**STUDY MATERIAL**
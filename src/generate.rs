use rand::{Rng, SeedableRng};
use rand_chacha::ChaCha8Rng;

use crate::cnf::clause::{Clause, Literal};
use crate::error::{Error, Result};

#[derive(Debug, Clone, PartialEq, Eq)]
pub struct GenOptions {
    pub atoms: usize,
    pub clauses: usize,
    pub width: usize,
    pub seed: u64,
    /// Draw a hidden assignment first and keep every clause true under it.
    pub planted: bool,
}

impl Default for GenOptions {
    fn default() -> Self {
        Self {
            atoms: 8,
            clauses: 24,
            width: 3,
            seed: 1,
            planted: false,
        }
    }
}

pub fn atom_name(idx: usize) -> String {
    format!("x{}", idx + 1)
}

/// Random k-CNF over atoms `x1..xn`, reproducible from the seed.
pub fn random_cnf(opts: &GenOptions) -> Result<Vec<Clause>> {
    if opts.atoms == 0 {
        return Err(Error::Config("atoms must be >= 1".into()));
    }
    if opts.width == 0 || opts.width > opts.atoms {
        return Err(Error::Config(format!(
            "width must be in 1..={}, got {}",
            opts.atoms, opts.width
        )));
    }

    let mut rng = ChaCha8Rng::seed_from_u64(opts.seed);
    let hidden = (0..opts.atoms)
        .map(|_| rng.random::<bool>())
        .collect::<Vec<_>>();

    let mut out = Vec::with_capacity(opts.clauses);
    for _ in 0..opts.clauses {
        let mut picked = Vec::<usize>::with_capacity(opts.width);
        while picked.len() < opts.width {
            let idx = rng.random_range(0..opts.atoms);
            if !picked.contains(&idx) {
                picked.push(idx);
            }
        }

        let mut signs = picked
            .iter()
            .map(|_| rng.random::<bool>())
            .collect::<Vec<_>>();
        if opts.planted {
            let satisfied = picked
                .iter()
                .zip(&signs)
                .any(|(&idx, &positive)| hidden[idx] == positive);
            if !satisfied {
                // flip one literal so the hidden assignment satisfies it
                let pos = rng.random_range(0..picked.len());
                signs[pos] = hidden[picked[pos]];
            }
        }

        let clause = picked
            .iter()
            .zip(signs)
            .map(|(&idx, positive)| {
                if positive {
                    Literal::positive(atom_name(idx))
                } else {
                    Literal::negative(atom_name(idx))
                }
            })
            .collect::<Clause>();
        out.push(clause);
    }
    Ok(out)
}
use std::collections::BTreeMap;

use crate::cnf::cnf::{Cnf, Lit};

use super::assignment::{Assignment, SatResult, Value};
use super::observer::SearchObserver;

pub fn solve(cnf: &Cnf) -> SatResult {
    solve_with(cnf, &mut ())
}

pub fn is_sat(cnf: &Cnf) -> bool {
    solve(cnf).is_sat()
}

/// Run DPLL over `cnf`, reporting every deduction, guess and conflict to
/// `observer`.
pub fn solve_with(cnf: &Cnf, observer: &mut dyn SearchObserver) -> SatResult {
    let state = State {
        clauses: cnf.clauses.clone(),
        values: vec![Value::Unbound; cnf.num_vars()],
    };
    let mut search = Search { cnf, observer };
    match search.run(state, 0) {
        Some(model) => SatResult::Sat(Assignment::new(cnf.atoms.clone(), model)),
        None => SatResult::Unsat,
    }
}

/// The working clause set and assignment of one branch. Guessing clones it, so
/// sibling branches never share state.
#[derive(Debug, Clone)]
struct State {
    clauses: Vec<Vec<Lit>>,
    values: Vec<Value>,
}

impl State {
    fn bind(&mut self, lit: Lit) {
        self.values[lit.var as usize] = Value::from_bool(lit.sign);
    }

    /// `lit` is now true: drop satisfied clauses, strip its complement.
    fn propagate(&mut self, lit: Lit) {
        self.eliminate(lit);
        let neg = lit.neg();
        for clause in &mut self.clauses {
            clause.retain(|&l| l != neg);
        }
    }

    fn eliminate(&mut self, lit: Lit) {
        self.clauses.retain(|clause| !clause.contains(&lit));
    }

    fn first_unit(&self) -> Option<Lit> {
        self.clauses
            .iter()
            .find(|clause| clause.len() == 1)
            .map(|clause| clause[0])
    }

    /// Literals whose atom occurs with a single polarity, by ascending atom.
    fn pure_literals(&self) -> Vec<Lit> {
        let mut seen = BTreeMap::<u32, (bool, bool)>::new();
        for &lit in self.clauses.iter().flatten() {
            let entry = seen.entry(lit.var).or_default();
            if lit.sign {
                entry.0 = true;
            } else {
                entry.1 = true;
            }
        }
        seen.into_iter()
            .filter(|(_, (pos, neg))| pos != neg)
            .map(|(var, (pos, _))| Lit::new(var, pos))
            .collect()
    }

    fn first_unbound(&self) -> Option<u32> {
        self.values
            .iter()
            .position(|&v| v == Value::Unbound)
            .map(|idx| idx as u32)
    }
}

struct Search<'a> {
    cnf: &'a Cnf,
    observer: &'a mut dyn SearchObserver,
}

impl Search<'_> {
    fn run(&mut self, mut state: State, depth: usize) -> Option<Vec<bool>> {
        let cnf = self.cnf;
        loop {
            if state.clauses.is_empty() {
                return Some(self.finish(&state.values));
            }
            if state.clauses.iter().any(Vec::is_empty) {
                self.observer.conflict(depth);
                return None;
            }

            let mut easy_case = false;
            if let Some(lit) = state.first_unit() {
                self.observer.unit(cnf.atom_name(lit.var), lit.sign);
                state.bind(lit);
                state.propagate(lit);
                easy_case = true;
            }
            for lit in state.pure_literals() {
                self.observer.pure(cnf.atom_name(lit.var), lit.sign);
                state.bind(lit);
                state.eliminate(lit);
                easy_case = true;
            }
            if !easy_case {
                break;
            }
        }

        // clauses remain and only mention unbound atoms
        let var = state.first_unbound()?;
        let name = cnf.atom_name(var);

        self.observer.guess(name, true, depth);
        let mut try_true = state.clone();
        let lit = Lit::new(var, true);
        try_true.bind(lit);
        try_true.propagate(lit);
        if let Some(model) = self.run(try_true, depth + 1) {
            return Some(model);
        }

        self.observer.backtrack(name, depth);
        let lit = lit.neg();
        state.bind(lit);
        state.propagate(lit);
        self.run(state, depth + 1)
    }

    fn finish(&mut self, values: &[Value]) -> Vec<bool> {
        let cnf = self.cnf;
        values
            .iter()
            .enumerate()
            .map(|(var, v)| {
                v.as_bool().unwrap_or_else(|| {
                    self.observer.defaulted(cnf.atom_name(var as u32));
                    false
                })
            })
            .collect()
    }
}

**REQUIRED WORK**
Restate the records above in full, keeping each line exactly as it stands.

**TASK SOLUTION**
filename src/generate.rs
use rand::{Rng, SeedableRng};
use rand_chacha::ChaCha8Rng;

use crate::cnf::clause::{Clause, Literal};
use crate::error::{Error, Result};

#[derive(Debug, Clone, PartialEq, Eq)]
pub struct GenOptions {
    pub atoms: usize,
    pub clauses: usize,
    pub width: usize,
    pub seed: u64,
    /// Draw a hidden assignment first and keep every clause true under it.
    pub planted: bool,
}

impl Default for GenOptions {
    fn default() -> Self {
        Self {
            atoms: 8,
            clauses: 24,
            width: 3,
            seed: 1,
            planted: false,
        }
    }
}

pub fn atom_name(idx: usize) -> String {
    format!("x{}", idx + 1)
}

/// Random k-CNF over atoms `x1..xn`, reproducible from the seed.
pub fn random_cnf(opts: &GenOptions) -> Result<Vec<Clause>> {
    if opts.atoms == 0 {
        return Err(Error::Config("atoms must be >= 1".into()));
    }
    if opts.width == 0 || opts.width > opts.atoms {
        return Err(Error::Config(format!(
            "width must be in 1..={}, got {}",
            opts.atoms, opts.width
        )));
    }

    let mut rng = ChaCha8Rng::seed_from_u64(opts.seed);
    let hidden = (0..opts.atoms)
        .map(|_| rng.random::<bool>())
        .collect::<Vec<_>>();

    let mut out = Vec::with_capacity(opts.clauses);
    for _ in 0..opts.clauses {
        let mut picked = Vec::<usize>::with_capacity(opts.width);
        while picked.len() < opts.width {
            let idx = rng.random_range(0..opts.atoms);
            if !picked.contains(&idx) {
                picked.push(idx);
            }
        }

        let mut signs = picked
            .iter()
            .map(|_| rng.random::<bool>())
            .collect::<Vec<_>>();
        if opts.planted {
            let satisfied = picked
                .iter()
                .zip(&signs)
                .any(|(&idx, &positive)| hidden[idx] == positive);
            if !satisfied {
                // flip one literal so the hidden assignment satisfies it
                let pos = rng.random_range(0..picked.len());
                signs[pos] = hidden[picked[pos]];
            }
        }

        let clause = picked
            .iter()
            .zip(signs)
            .map(|(&idx, positive)| {
                if positive {
                    Literal::positive(atom_name(idx))
                } else {
                    Literal::negative(atom_name(idx))
                }
            })
            .collect::<Clause>();
        out.push(clause);
    }
    Ok(out)
}
use std::collections::BTreeMap;

use crate::cnf::cnf::{Cnf, Lit};

use super::assignment::{Assignment, SatResult, Value};
use super::observer::SearchObserver;

pub fn solve(cnf: &Cnf) -> SatResult {
    solve_with(cnf, &mut ())
}

pub fn is_sat(cnf: &Cnf) -> bool {
    solve(cnf).is_sat()
}

/// Run DPLL over `cnf`, reporting every deduction, guess and conflict to
/// `observer`.
pub fn solve_with(cnf: &Cnf, observer: &mut dyn SearchObserver) -> SatResult {
    let state = State {
        clauses: cnf.clauses.clone(),
        values: vec![Value::Unbound; cnf.num_vars()],
    };
    let mut search = Search { cnf, observer };
    match search.run(state, 0) {
        Some(model) => SatResult::Sat(Assignment::new(cnf.atoms.clone(), model)),
        None => SatResult::Unsat,
    }
}

/// The working clause set and assignment of one branch. Guessing clones it, so
/// sibling branches never share state.
#[derive(Debug, Clone)]
struct State {
    clauses: Vec<Vec<Lit>>,
    values: Vec<Value>,
}

impl State {
    fn bind(&mut self, lit: Lit) {
        self.values[lit.var as usize] = Value::from_bool(lit.sign);
    }

    /// `lit` is now true: drop satisfied clauses, strip its complement.
    fn propagate(&mut self, lit: Lit) {
        self.eliminate(lit);
        let neg = lit.neg();
        for clause in &mut self.clauses {
            clause.retain(|&l| l != neg);
        }
    }

    fn eliminate(&mut self, lit: Lit) {
        self.clauses.retain(|clause| !clause.contains(&lit));
    }

    fn first_unit(&self) -> Option<Lit> {
        self.clauses
            .iter()
            .find(|clause| clause.len() == 1)
            .map(|clause| clause[0])
    }

    /// Literals whose atom occurs with a single polarity, by ascending atom.
    fn pure_literals(&self) -> Vec<Lit> {
        let mut seen = BTreeMap::<u32, (bool, bool)>::new();
        for &lit in self.clauses.iter().flatten() {
            let entry = seen.entry(lit.var).or_default();
            if lit.sign {
                entry.0 = true;
            } else {
                entry.1 = true;
            }
        }
        seen.into_iter()
            .filter(|(_, (pos, neg))| pos != neg)
            .map(|(var, (pos, _))| Lit::new(var, pos))
            .collect()
    }

    fn first_unbound(&self) -> Option<u32> {
        self.values
            .iter()
            .position(|&v| v == Value::Unbound)
            .map(|idx| idx as u32)
    }
}

struct Search<'a> {
    cnf: &'a Cnf,
    observer: &'a mut dyn SearchObserver,
}

impl Search<'_> {
    fn run(&mut self, mut state: State, depth: usize) -> Option<Vec<bool>> {
        let cnf = self.cnf;
        loop {
            if state.clauses.is_empty() {
                return Some(self.finish(&state.values));
            }
            if state.clauses.iter().any(Vec::is_empty) {
                self.observer.conflict(depth);
                return None;
            }

            let mut easy_case = false;
            if let Some(lit) = state.first_unit() {
                self.observer.unit(cnf.atom_name(lit.var), lit.sign);
                state.bind(lit);
                state.propagate(lit);
                easy_case = true;
            }
            for lit in state.pure_literals() {
                self.observer.pure(cnf.atom_name(lit.var), lit.sign);
                state.bind(lit);
                state.eliminate(lit);
                easy_case = true;
            }
            if !easy_case {
                break;
            }
        }

        // clauses remain and only mention unbound atoms
        let var = state.first_unbound()?;
        let name = cnf.atom_name(var);

        self.observer.guess(name, true, depth);
        let mut try_true = state.clone();
        let lit = Lit::new(var, true);
        try_true.bind(lit);
        try_true.propagate(lit);
        if let Some(model) = self.run(try_true, depth + 1) {
            return Some(model);
        }

        self.observer.backtrack(name, depth);
        let lit = lit.neg();
        state.bind(lit);
        state.propagate(lit);
        self.run(state, depth + 1)
    }

    fn finish(&mut self, values: &[Value]) -> Vec<bool> {
        let cnf = self.cnf;
        values
            .iter()
            .enumerate()
            .map(|(var, v)| {
                v.as_bool().unwrap_or_else(|| {
                    self.observer.defaulted(cnf.atom_name(var as u32));
                    false
                })
            })
            .collect()
    }
}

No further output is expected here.